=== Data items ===
//! ALSA playback of raw device PCM
//!
//! The TTS firmware streams bare little-endian 16-bit mono samples at
//! 16 kHz, with no header and no terminator. Playback is synchronous: one
//! utterance is fully rendered before the console prompts for the next
//! line, which keeps utterances strictly ordered.

use alsa::pcm::{Access, Format, HwParams, PCM};
use alsa::{Direction, ValueOr};
use byteorder::{ByteOrder, LittleEndian};
use thiserror::Error;

/// Sample rate of the TTS firmware output
pub const SAMPLE_RATE: u32 = 16_000;

/// The firmware synthesizes a single channel
const CHANNELS: u32 = 1;

/// Bounded attempts at XRUN recovery before giving up on the buffer
const MAX_RECOVERY_RETRIES: u32 = 3;

/// Playback failure at the ALSA device level. Fatal to the session.
#[derive(Debug, Error)]
pub enum AudioError {
    #[error("failed to open playback device '{device}'")]
    Open {
        device: String,
        #[source]
        source: alsa::Error,
    },

    #[error("failed to configure playback device")]
    Configure(#[source] alsa::Error),

    #[error("playback write failed")]
    Write(#[source] alsa::Error),
}

/// Synchronous sink for raw 16 kHz mono s16le buffers
pub struct PcmPlayer {
    device: String,
}

impl PcmPlayer {
    /// Create a player targeting the named ALSA device ("default" for the
    /// system output)
    pub fn new(device: &str) -> Self {
        Self {
            device: device.to_string(),
        }
    }

    /// Play a whole utterance, blocking until the hardware drains it.
    ///
    /// Empty input returns immediately without touching the device. An
    /// odd-length buffer carries a torn trailing sample; the stray byte is
    /// dropped with a warning and the whole samples play normally.
    pub fn play(&self, pcm_bytes: &[u8]) -> Result<(), AudioError> {
        if pcm_bytes.is_empty() {
            return Ok(());
        }

        let samples = bytes_to_samples(pcm_bytes);
        let pcm = self.open_playback()?;
        let io = pcm.io_i16().map_err(AudioError::Configure)?;

        // Mono stream, so one frame per sample. Short writes and XRUNs
        // are retried after pcm.prepare(), with a bounded retry count so
        // a wedged device cannot spin forever.
        let mut written = 0usize;
        let mut retries = 0u32;
        while written < samples.len() {
            match io.writei(&samples[written..]) {
                Ok(frames) => {
                    written += frames;
                    retries = 0;
                }
                Err(e) => {
                    log::warn!("ALSA XRUN or write error: {}, recovering", e);
                    retries += 1;
                    if retries > MAX_RECOVERY_RETRIES {
                        return Err(AudioError::Write(e));
                    }
                    pcm.prepare().map_err(AudioError::Write)?;
                }
            }
        }

        pcm.drain().map_err(AudioError::Write)?;
        Ok(())
    }

    fn open_playback(&self) -> Result<PCM, AudioError> {
        let pcm =
            PCM::new(&self.device, Direction::Playback, false).map_err(|source| AudioError::Open {
                device: self.device.clone(),
                source,
            })?;

        {
            let hwp = HwParams::any(&pcm).map_err(AudioError::Configure)?;
            hwp.set_access(Access::RWInterleaved)
                .map_err(AudioError::Configure)?;
            hwp.set_format(Format::S16LE).map_err(AudioError::Configure)?;
            hwp.set_channels(CHANNELS).map_err(AudioError::Configure)?;
            hwp.set_rate_near(SAMPLE_RATE, ValueOr::Nearest)
                .map_err(AudioError::Configure)?;
            pcm.hw_params(&hwp).map_err(AudioError::Configure)?;
        }

        Ok(pcm)
    }
}

impl crate::session::AudioSink for PcmPlayer {
    fn play(&mut self, pcm: &[u8]) -> anyhow::Result<()> {
        PcmPlayer::play(self, pcm)?;
        Ok(())
    }
}

/// Convert raw little-endian bytes to i16 samples, dropping a torn
/// trailing byte if the buffer length is odd
fn bytes_to_samples(bytes: &[u8]) -> Vec<i16> {
    let whole = bytes.len() & !1;
    if whole != bytes.len() {
        log::warn!(
            "sample buffer is {} bytes, dropping torn trailing byte",
            bytes.len()
        );
    }
    let mut samples = vec![0i16; whole / 2];
    LittleEndian::read_i16_into(&bytes[..whole], &mut samples);
    samples
}

#[cfg(test)]
mod tests {
    use super::*;

    #[test]
    fn test_bytes_to_samples_little_endian() {
        let samples = bytes_to_samples(&[0x01, 0x00, 0xff, 0x7f, 0x00, 0x80]);
        assert_eq!(samples, vec![1, i16::MAX, i16::MIN]);
    }

    #[test]
    fn test_odd_buffer_drops_trailing_byte() {
        let samples = bytes_to_samples(&[0x34, 0x12, 0xaa]);
        assert_eq!(samples, vec![0x1234]);
    }

    #[test]
    fn test_empty_conversion() {
        assert!(bytes_to_samples(&[]).is_empty());
    }

    #[test]
    fn test_empty_buffer_skips_the_device() {
        // Returns before any ALSA call, so this passes on machines with
        // no sound hardware at all
        let player = PcmPlayer::new("default");
        player.play(&[]).unwrap();
    }
}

=== Action item ===
Could you return every record above exactly as written?

=== Response area ===
//! ALSA playback of raw device PCM
//!
//! The TTS firmware streams bare little-endian 16-bit mono samples at
//! 16 kHz, with no header and no terminator. Playback is synchronous: one
//! utterance is fully rendered before the console prompts for the next
//! line, which keeps utterances strictly ordered.

use alsa::pcm::{Access, Format, HwParams, PCM};
use alsa::{Direction, ValueOr};
use byteorder::{ByteOrder, LittleEndian};
use thiserror::Error;

/// Sample rate of the TTS firmware output
pub const SAMPLE_RATE: u32 = 16_000;

/// The firmware synthesizes a single channel
const CHANNELS: u32 = 1;

/// Bounded attempts at XRUN recovery before giving up on the buffer
const MAX_RECOVERY_RETRIES: u32 = 3;

/// Playback failure at the ALSA device level. Fatal to the session.
#[derive(Debug, Error)]
pub enum AudioError {
    #[error("failed to open playback device '{device}'")]
    Open {
        device: String,
        #[source]
        source: alsa::Error,
    },

    #[error("failed to configure playback device")]
    Configure(#[source] alsa::Error),

    #[error("playback write failed")]
    Write(#[source] alsa::Error),
}

/// Synchronous sink for raw 16 kHz mono s16le buffers
pub struct PcmPlayer {
    device: String,
}

impl PcmPlayer {
    /// Create a player targeting the named ALSA device ("default" for the
    /// system output)
    pub fn new(device: &str) -> Self {
        Self {
            device: device.to_string(),
        }
    }

    /// Play a whole utterance, blocking until the hardware drains it.
    ///
    /// Empty input returns immediately without touching the device. An
    /// odd-length buffer carries a torn trailing sample; the stray byte is
    /// dropped with a warning and the whole samples play normally.
    pub fn play(&self, pcm_bytes: &[u8]) -> Result<(), AudioError> {
        if pcm_bytes.is_empty() {
            return Ok(());
        }

        let samples = bytes_to_samples(pcm_bytes);
        let pcm = self.open_playback()?;
        let io = pcm.io_i16().map_err(AudioError::Configure)?;

        // Mono stream, so one frame per sample. Short writes and XRUNs
        // are retried after pcm.prepare(), with a bounded retry count so
        // a wedged device cannot spin forever.
        let mut written = 0usize;
        let mut retries = 0u32;
        while written < samples.len() {
            match io.writei(&samples[written..]) {
                Ok(frames) => {
                    written += frames;
                    retries = 0;
                }
                Err(e) => {
                    log::warn!("ALSA XRUN or write error: {}, recovering", e);
                    retries += 1;
                    if retries > MAX_RECOVERY_RETRIES {
                        return Err(AudioError::Write(e));
                    }
                    pcm.prepare().map_err(AudioError::Write)?;
                }
            }
        }

        pcm.drain().map_err(AudioError::Write)?;
        Ok(())
    }

    fn open_playback(&self) -> Result<PCM, AudioError> {
        let pcm =
            PCM::new(&self.device, Direction::Playback, false).map_err(|source| AudioError::Open {
                device: self.device.clone(),
                source,
            })?;

        {
            let hwp = HwParams::any(&pcm).map_err(AudioError::Configure)?;
            hwp.set_access(Access::RWInterleaved)
                .map_err(AudioError::Configure)?;
            hwp.set_format(Format::S16LE).map_err(AudioError::Configure)?;
            hwp.set_channels(CHANNELS).map_err(AudioError::Configure)?;
            hwp.set_rate_near(SAMPLE_RATE, ValueOr::Nearest)
                .map_err(AudioError::Configure)?;
            pcm.hw_params(&hwp).map_err(AudioError::Configure)?;
        }

        Ok(pcm)
    }
}

impl crate::session::AudioSink for PcmPlayer {
    fn play(&mut self, pcm: &[u8]) -> anyhow::Result<()> {
        PcmPlayer::play(self, pcm)?;
        Ok(())
    }
}

/// Convert raw little-endian bytes to i16 samples, dropping a torn
/// trailing byte if the buffer length is odd
fn bytes_to_samples(bytes: &[u8]) -> Vec<i16> {
    let whole = bytes.len() & !1;
    if whole != bytes.len() {
        log::warn!(
            "sample buffer is {} bytes, dropping torn trailing byte",
            bytes.len()
        );
    }
    let mut samples = vec![0i16; whole / 2];
    LittleEndian::read_i16_into(&bytes[..whole], &mut samples);
    samples
}

#[cfg(test)]
mod tests {
    use super::*;

    #[test]
    fn test_bytes_to_samples_little_endian() {
        let samples = bytes_to_samples(&[0x01, 0x00, 0xff, 0x7f, 0x00, 0x80]);
        assert_eq!(samples, vec![1, i16::MAX, i16::MIN]);
    }

    #[test]
    fn test_odd_buffer_drops_trailing_byte() {
        let samples = bytes_to_samples(&[0x34, 0x12, 0xaa]);
        assert_eq!(samples, vec![0x1234]);
    }

    #[test]
    fn test_empty_conversion() {
        assert!(bytes_to_samples(&[]).is_empty());
    }

    #[test]
    fn test_empty_buffer_skips_the_device() {
        // Returns before any ALSA call, so this passes on machines with
        // no sound hardware at all
        let player = PcmPlayer::new("default");
        player.play(&[]).unwrap();
    }
}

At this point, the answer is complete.